Recorded information:
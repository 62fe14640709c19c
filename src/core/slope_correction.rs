use crate::core::masking::{self, MaskCombination};
use crate::core::scattering::ScatteringModel;
use crate::graph::{Image, ImageCollection, Reducer, Terrain};
use serde::{Deserialize, Serialize};
use std::f64::consts::PI;

/// Default elevation asset (SRTM 1 arc-second)
pub const DEFAULT_ELEVATION_ASSET: &str = "USGS/SRTMGL1_003";

const DEG_TO_RAD: f64 = PI / 180.0;

/// Parameters for slope correction
#[derive(Debug, Clone, Serialize, Deserialize)]
pub struct SlopeCorrectionParams {
    /// Scattering model for the correction factor
    pub model: ScatteringModel,
    /// Catalog id of the elevation dataset
    pub elevation_asset: String,
    /// Mask erosion distance in meters, 0 disables erosion
    pub buffer: f64,
    /// How layover and shadow masks are combined
    pub mask_combination: MaskCombination,
    /// Reduction scale in meters for the mean heading
    pub heading_scale: f64,
    /// Distance transform search radius in pixels
    pub distance_neighborhood: u32,
}

impl Default for SlopeCorrectionParams {
    fn default() -> Self {
        Self {
            model: ScatteringModel::Volume,
            elevation_asset: DEFAULT_ELEVATION_ASSET.to_string(),
            buffer: 10.0,
            mask_combination: MaskCombination::ElementwiseAnd,
            heading_scale: 1000.0,
            distance_neighborhood: 30,
        }
    }
}

/// Radiometric slope correction over an image collection
///
/// Input images need `VV`, `VH` (dB) and `angle` (incidence angle, degrees)
/// bands. Nothing is checked here; problems surface when a backend evaluates
/// the result.
#[derive(Debug, Clone)]
pub struct SlopeCorrection {
    params: SlopeCorrectionParams,
    elevation: Image,
    ninety_rad: Image,
    collection: ImageCollection,
}

impl SlopeCorrection {
    /// Create a slope correction with default parameters
    pub fn new(collection: ImageCollection) -> Self {
        Self::with_params(collection, SlopeCorrectionParams::default())
    }

    pub fn with_params(collection: ImageCollection, params: SlopeCorrectionParams) -> Self {
        let elevation = Image::load(params.elevation_asset.clone());
        let ninety_rad = Image::constant(90.0).multiply(DEG_TO_RAD);
        Self {
            params,
            elevation,
            ninety_rad,
            collection,
        }
    }

    pub fn params(&self) -> &SlopeCorrectionParams {
        &self.params
    }

    pub fn model(&self) -> ScatteringModel {
        self.params.model
    }

    pub fn buffer(&self) -> f64 {
        self.params.buffer
    }

    pub fn elevation(&self) -> &Image {
        &self.elevation
    }

    pub fn collection(&self) -> &ImageCollection {
        &self.collection
    }

    /// Corrected collection: `correct` applied to every image
    pub fn main(&self) -> ImageCollection {
        log::debug!(
            "Mapping slope correction (model={}, buffer={} m) over collection",
            self.params.model,
            self.params.buffer
        );
        let correction = self.clone();
        self.collection.map(move |image| correction.correct(&image))
    }

    /// Slope-corrected `VV`/`VH` in dB plus a `no_data_mask` band
    pub fn correct(&self, image: &Image) -> Image {
        let geom = image.geometry();
        let proj = image.select_band(1usize).projection();

        // Mean look direction from the incidence angle gradient
        let heading = Terrain::aspect(&image.select_band("angle"))
            .reduce_region(Reducer::Mean, &geom, self.params.heading_scale)
            .get("aspect");

        let sigma0_pow = Image::constant(10.0).pow(image.divide(10.0));

        let theta_i = image.select_band("angle").multiply(DEG_TO_RAD).clip(&geom);
        let phi_i = Image::constant_number(heading).multiply(DEG_TO_RAD);

        let alpha_s = Terrain::slope(&self.elevation)
            .select_band("slope")
            .multiply(DEG_TO_RAD)
            .set_default_projection(&proj)
            .clip(&geom);
        let phi_s = Terrain::aspect(&self.elevation)
            .select_band("aspect")
            .multiply(DEG_TO_RAD)
            .set_default_projection(&proj)
            .clip(&geom);

        let phi_r = phi_i.subtract(&phi_s);
        let alpha_r = alpha_s.tan().multiply(phi_r.cos()).atan();
        let alpha_az = alpha_s.tan().multiply(phi_r.sin()).atan();

        let gamma0 = sigma0_pow.divide(theta_i.cos());
        let corr_model = self
            .params
            .model
            .correction(&self.ninety_rad, &theta_i, &alpha_r, &alpha_az);
        let gamma0_flat = gamma0.divide(&corr_model);
        let gamma0_flat_db = Image::constant(10.0)
            .multiply(gamma0_flat.log10())
            .select(["VV", "VH"]);

        let mask = self.masking(&alpha_r, &theta_i);
        gamma0_flat_db.add_bands(&mask).copy_properties(image)
    }

    /// Layover/shadow no-data mask, eroded by `buffer` meters
    fn masking(&self, alpha_r: &Image, theta_i: &Image) -> Image {
        let layover = masking::layover_mask(alpha_r, theta_i);
        let shadow = masking::shadow_mask(alpha_r, theta_i, &self.ninety_rad);
        let mut mask = self.params.mask_combination.combine(&layover, &shadow);
        if self.params.buffer > 0.0 {
            mask = masking::erode(&mask, self.params.buffer, self.params.distance_neighborhood);
        }
        mask.rename(["no_data_mask"])
    }
}

#[cfg(test)]
mod tests {
    use super::*;
    use crate::graph::CollectionNode;

    #[test]
    fn test_defaults() {
        let correction = SlopeCorrection::new(ImageCollection::from_images(vec![]));
        assert_eq!(correction.model(), ScatteringModel::Volume);
        assert_eq!(correction.buffer(), 10.0);
        assert_eq!(correction.params().elevation_asset, "USGS/SRTMGL1_003");
        assert_eq!(correction.params().mask_combination, MaskCombination::ElementwiseAnd);
    }

    #[test]
    fn test_main_leaves_collection_untouched() {
        let source = ImageCollection::from_images(vec![Image::load("scene-a")]);
        let correction = SlopeCorrection::new(source.clone());
        let corrected = correction.main();

        assert!(matches!(corrected.node(), CollectionNode::Map { .. }));
        assert!(matches!(source.node(), CollectionNode::Images(v) if v.len() == 1));
    }

    #[test]
    fn test_correct_builds_without_inputs() {
        // Nothing is registered anywhere: construction must not fail
        let correction = SlopeCorrection::new(ImageCollection::load("nothing"));
        let _ = correction.correct(&Image::load("not-a-scene"));
    }
}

Exercise instructions: The answer is the records above restated word for word from their opening line through the line that holds "the mean heading", both included, and nothing else.

Exercise solution:
repository 62fe14640709c19c
filename src/core/slope_correction.rs
use crate::core::masking::{self, MaskCombination};
use crate::core::scattering::ScatteringModel;
use crate::graph::{Image, ImageCollection, Reducer, Terrain};
use serde::{Deserialize, Serialize};
use std::f64::consts::PI;

/// Default elevation asset (SRTM 1 arc-second)
pub const DEFAULT_ELEVATION_ASSET: &str = "USGS/SRTMGL1_003";

const DEG_TO_RAD: f64 = PI / 180.0;

/// Parameters for slope correction
#[derive(Debug, Clone, Serialize, Deserialize)]
pub struct SlopeCorrectionParams {
    /// Scattering model for the correction factor
    pub model: ScatteringModel,
    /// Catalog id of the elevation dataset
    pub elevation_asset: String,
    /// Mask erosion distance in meters, 0 disables erosion
    pub buffer: f64,
    /// How layover and shadow masks are combined
    pub mask_combination: MaskCombination,
    /// Reduction scale in meters for the mean heading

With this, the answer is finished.